По правде говоря, в тот день они могли бы и сами донести свои покупки и даже в одной руке, если бы местные обычаи им это позволили. Ибо хотя осада уже закончилась, Афины были полностью побеждены, их длинные стены срыты, на Акрополе стоял спартанский гарнизон, ссыльные олигархи - Критий в их числе вернулись в полис и правили железной рукой, а поставки еды в город возобновились в достаточном количестве, чтобы избежать голода; тем не менее никто из афинян не страдал от переедания. Афины были покоренным городом, и победители не упускали случая, чтобы лишний раз напомнить им эту жестокую истину.

- Я оплакивал его, - говорил Аристон, - ибо хотя я и

испытывал на протяжении многих лет неприязнь к Алки-виаду, даже ненависть, он в конце концов спас мне жизнь и был по-настоящему благороден и справедлив ко мне. Да, он был распутником, насмешником, он глумился над святынями. Его пороков было не счесть, но ведь и достоинств было не меньше. Говорю тебе, Автолик, это был один из величайших мужей Афин.
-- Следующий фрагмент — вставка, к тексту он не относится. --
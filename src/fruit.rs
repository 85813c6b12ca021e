use rand::Rng;

use crate::grid::{Cell, Grid, Position};

/// Places a fruit on a free interior cell and tags it on the grid.
///
/// Returns `None` only when the board has no free interior cell.
pub fn spawn_fruit<R: Rng + ?Sized>(rng: &mut R, grid: &mut Grid) -> Option<Position> {
    let position = spawn_position(rng, grid)?;
    grid.set(position, Cell::Fruit);
    log::debug!("fruit spawned at ({}, {})", position.x, position.y);

    Some(position)
}

/// Picks a free interior cell by rejection sampling.
///
/// A random row is drawn first; full rows are skipped by stepping to the next
/// row, wrapping from the last interior row to the first. Inside the chosen
/// row a random column is drawn and occupied cells are skipped the same way.
/// The column scan never changes the row.
#[must_use]
pub fn spawn_position<R: Rng + ?Sized>(rng: &mut R, grid: &Grid) -> Option<Position> {
    let size = grid.size();
    let rows = i32::from(size.interior_height());
    let columns = i32::from(size.interior_width());
    if rows == 0 || columns == 0 {
        return None;
    }

    let mut y = rng.gen_range(1..=rows);
    let mut rows_checked = 1;
    while grid.is_row_full(y) {
        if rows_checked == rows {
            log::warn!("fruit spawn requested on a full board");
            return None;
        }
        y = next_interior(y, rows);
        rows_checked += 1;
    }

    let mut x = rng.gen_range(1..=columns);
    for _ in 0..columns {
        let position = Position { x, y };
        if grid.cell(position) == Cell::Empty {
            return Some(position);
        }
        x = next_interior(x, columns);
    }

    None
}

fn next_interior(value: i32, interior_len: i32) -> i32 {
    if value >= interior_len { 1 } else { value + 1 }
}

#[cfg(test)]
mod tests {
    use rand::SeedableRng;
    use rand::rngs::StdRng;

    use crate::config::GridSize;
    use crate::grid::{Cell, Grid, Position};

    use super::{spawn_fruit, spawn_position};

    #[test]
    fn fruit_spawn_never_overlaps_snake() {
        let mut rng = StdRng::seed_from_u64(7);
        let mut grid = Grid::new(GridSize {
            width: 8,
            height: 6,
        });
        grid.set(Position { x: 3, y: 2 }, Cell::Head);
        for x in 1..7 {
            grid.set(Position { x, y: 1 }, Cell::Body);
        }
        grid.set(Position { x: 2, y: 2 }, Cell::Body);

        for _ in 0..200 {
            let position = spawn_position(&mut rng, &grid).expect("board has room");
            assert_eq!(grid.cell(position), Cell::Empty);
            assert!(position.is_within_interior(grid.size()));
        }
    }

    #[test]
    fn full_rows_are_skipped() {
        let mut rng = StdRng::seed_from_u64(11);
        let size = GridSize {
            width: 6,
            height: 6,
        };
        let mut grid = Grid::new(size);
        for y in [1, 2, 4] {
            for x in 1..5 {
                grid.set(Position { x, y }, Cell::Body);
            }
        }

        for _ in 0..50 {
            let position = spawn_position(&mut rng, &grid).expect("board has room");
            assert_eq!(position.y, 3);
        }
    }

    #[test]
    fn column_scan_never_moves_to_another_row() {
        let size = GridSize {
            width: 7,
            height: 7,
        };
        let mut grid = Grid::new(size);
        // Only row 3 has room, and only in its first column, so every draw
        // that lands right of it must wrap within the row.
        for y in 1..6 {
            for x in 1..6 {
                if !(y == 3 && x == 1) {
                    grid.set(Position { x, y }, Cell::Body);
                }
            }
        }

        for seed in 0..32 {
            let mut rng = StdRng::seed_from_u64(seed);
            let position = spawn_position(&mut rng, &grid).expect("one cell is free");
            assert_eq!(position, Position { x: 1, y: 3 });
        }
    }

    #[test]
    fn full_board_yields_nothing() {
        let mut rng = StdRng::seed_from_u64(3);
        let size = GridSize {
            width: 5,
            height: 5,
        };
        let mut grid = Grid::new(size);
        for y in 1..4 {
            for x in 1..4 {
                grid.set(Position { x, y }, Cell::Body);
            }
        }

        assert_eq!(spawn_position(&mut rng, &grid), None);
    }

    #[test]
    fn spawned_fruit_is_tagged() {
        let mut rng = StdRng::seed_from_u64(5);
        let mut grid = Grid::new(GridSize {
            width: 10,
            height: 10,
        });

        let position = spawn_fruit(&mut rng, &mut grid).expect("board is empty");

        assert_eq!(grid.cell(position), Cell::Fruit);
        assert_eq!(grid.count(Cell::Fruit), 1);
        assert_eq!(grid.row_occupancy(position.y), 1);
    }
}
use std::fs::{self, File};
use std::io;
use std::path::{Path, PathBuf};
use std::thread;
use std::time::{Duration, Instant};

use clap::Parser;
use grid_snake::config::{
    DEFAULT_TICK_INTERVAL_MS, FRAME_INTERVAL_MS, GameConfig, clamp_tick_interval_ms,
};
use grid_snake::game::{EndReport, GameSession};
use grid_snake::input::{Direction, GameInput, InputHandler};
use grid_snake::renderer::{self, Overlay};
use grid_snake::settings::{Settings, load_settings_from_path, settings_path};
use grid_snake::terminal_runtime::{GameTerminal, install_panic_hook};
use simplelog::{Config, LevelFilter, WriteLogger};

const LOG_FILE_NAME: &str = "grid-snake.log";

#[derive(Debug, Parser)]
#[command(version, about = "Snake on a bounded grid in your terminal")]
struct Cli {
    /// Settings file to read instead of the per-user one.
    #[arg(long)]
    settings: Option<PathBuf>,

    /// Board width including the wall border (5-40).
    #[arg(long)]
    width: Option<i64>,

    /// Board height including the wall border (5-40).
    #[arg(long)]
    height: Option<i64>,

    /// Starting head column.
    #[arg(long = "start-x", allow_negative_numbers = true)]
    start_x: Option<i64>,

    /// Starting head row, counted upward from the bottom wall.
    #[arg(long = "start-y", allow_negative_numbers = true)]
    start_y: Option<i64>,

    /// Hitting a wall ends the game.
    #[arg(long = "solid-walls", conflicts_with = "teleport_walls")]
    solid_walls: bool,

    /// Crossing a wall wraps to the opposite edge.
    #[arg(long = "teleport-walls")]
    teleport_walls: bool,

    /// Milliseconds per game tick.
    #[arg(long = "tick-ms", default_value_t = DEFAULT_TICK_INTERVAL_MS)]
    tick_ms: u64,

    /// Seed the fruit spawner for a reproducible game.
    #[arg(long)]
    seed: Option<u64>,

    /// Where to write the log.
    #[arg(long = "log-file")]
    log_file: Option<PathBuf>,

    /// Log at debug level.
    #[arg(long)]
    verbose: bool,
}

#[derive(Debug, Clone, Copy, Eq, PartialEq)]
enum Phase {
    Start,
    Playing,
    Shrinking,
    Ended,
}

fn main() -> io::Result<()> {
    let cli = Cli::parse();
    init_logging(&cli);

    let config = resolve_config(&cli);
    let tick_interval = Duration::from_millis(clamp_tick_interval_ms(cli.tick_ms));

    install_panic_hook();
    let mut terminal = GameTerminal::enter()?;
    run(&mut terminal, config, tick_interval, cli.seed)
}

fn run(
    terminal: &mut GameTerminal,
    config: GameConfig,
    tick_interval: Duration,
    seed: Option<u64>,
) -> io::Result<()> {
    let mut input = InputHandler::new();
    let mut session = new_session(config, seed);
    let mut phase = Phase::Start;
    let mut end_report: Option<EndReport> = None;
    let mut pending: Option<Direction> = None;
    let mut last_tick = Instant::now();

    loop {
        let overlay = match (phase, &end_report) {
            (Phase::Start, _) => Overlay::Start,
            (Phase::Ended, Some(report)) => Overlay::End(report.clone()),
            _ => Overlay::None,
        };
        terminal.draw(|frame| renderer::render(frame, &session, &overlay))?;

        while let Some(game_input) = input.poll_input()? {
            match game_input {
                GameInput::Quit => {
                    log::info!("quit requested");
                    return Ok(());
                }
                GameInput::Confirm if phase == Phase::Start => {
                    phase = Phase::Playing;
                    last_tick = Instant::now();
                }
                GameInput::Confirm if phase == Phase::Ended => {
                    session = new_session(config, seed);
                    end_report = None;
                    pending = None;
                    phase = Phase::Playing;
                    last_tick = Instant::now();
                }
                GameInput::Direction(direction) if phase == Phase::Playing => {
                    pending = Some(direction);
                }
                _ => {}
            }
        }

        if last_tick.elapsed() >= tick_interval {
            last_tick = Instant::now();
            match phase {
                Phase::Playing => {
                    session.tick(pending.take());
                    if session.is_over() {
                        end_report = session.end_report();
                        phase = Phase::Shrinking;
                    }
                }
                Phase::Shrinking => {
                    if session.shrink_step().is_none() {
                        phase = Phase::Ended;
                    }
                }
                Phase::Start | Phase::Ended => {}
            }
        }

        thread::sleep(Duration::from_millis(FRAME_INTERVAL_MS));
    }
}

fn new_session(config: GameConfig, seed: Option<u64>) -> GameSession {
    match seed {
        Some(seed) => GameSession::new_with_seed(config, seed),
        None => GameSession::new(config),
    }
}

/// Reads the settings file, then applies command-line overrides and clamps.
fn resolve_config(cli: &Cli) -> GameConfig {
    let path = cli.settings.clone().unwrap_or_else(settings_path);
    let mut settings = match load_settings_from_path(&path) {
        Ok(settings) => settings,
        Err(error) => {
            eprintln!("Warning: {error}; using default settings");
            log::warn!("{error}; using default settings");
            Settings::default()
        }
    };

    if let Some(width) = cli.width {
        settings.width = width;
    }
    if let Some(height) = cli.height {
        settings.height = height;
    }
    if let Some(start_x) = cli.start_x {
        settings.start_x = start_x;
    }
    if let Some(start_y) = cli.start_y {
        settings.start_y = start_y;
    }
    if cli.solid_walls {
        settings.teleport_walls = false;
    } else if cli.teleport_walls {
        settings.teleport_walls = true;
    }

    settings.to_config()
}

fn init_logging(cli: &Cli) {
    let path = cli.log_file.clone().unwrap_or_else(default_log_path);
    let level = if cli.verbose {
        LevelFilter::Debug
    } else {
        LevelFilter::Info
    };

    match create_log_file(&path) {
        Ok(file) => {
            if let Err(error) = WriteLogger::init(level, Config::default(), file) {
                eprintln!("Failed to initialize logger: {error}");
            }
        }
        Err(error) => {
            eprintln!("Failed to open log file {}: {error}", path.display());
        }
    }
}

fn create_log_file(path: &Path) -> io::Result<File> {
    if let Some(parent) = path.parent() {
        fs::create_dir_all(parent)?;
    }

    File::create(path)
}

fn default_log_path() -> PathBuf {
    let mut base = dirs::data_local_dir().unwrap_or_else(|| PathBuf::from("."));
    base.push("grid-snake");
    base.push(LOG_FILE_NAME);
    base
}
- Ну не знаю, - отозвался Автолик. - По-моему, на великого он не тянул. Вот Сократ утверждает, что величие неотделимо от нравственности, Аристон. Человек, лишенный добродетели, не может быть великим.

Аристон улыбнулся.

- Иногда мой старый учитель бывает очень наивен, - сказал он. - На самом деле величие не имеет ничего общего с добродетелью. Во всяком случае, почти ничего. Я бы даже сказал, что добродетель, в сущности, служит препятствием на пути к величию. А Алкивиад поплатился жизнью не за измену Афинам, а за то, что раскаялся в ней. Когда мы его изгнали и он бежал в Спарту, стал нашим врагом, его жизни ничто не угрожало. Но затем, когда мы опять отстранили его от командования, причем виновен был не он, а один из его подчиненных, с безумной дерзостью пренебрегший его распоряжениями, у него были все основания вновь выступить против нас. Но он этого не сделал. Более того, он рисковал жизнью, пытаясь объяснить нашим военачальникам, какая страшная опасность нависла над флотом. И он оказался прав. Я стал невольным свидетелем их безумия. Если бы они только послушались Алкивиада, мы бы не были теперь рабами Спарты.

- И Тридцати, - угрюмо добавил Автолик.

- Да, и Тридцати. Так что Алкивиад погиб из-за своих добродетелей, а не пороков. Ведь это Лизандр велел его убить - правда, я слышал, что весьма неохотно. Критий - вот само воплощение зла, и посмотри, как он вознесся! убедил Лизандра, что до тех пор, пока у демократов есть надежда на возвращение Алкивиада, будет сохраняться и угроза восстания. И Лизандр организовал его убийство.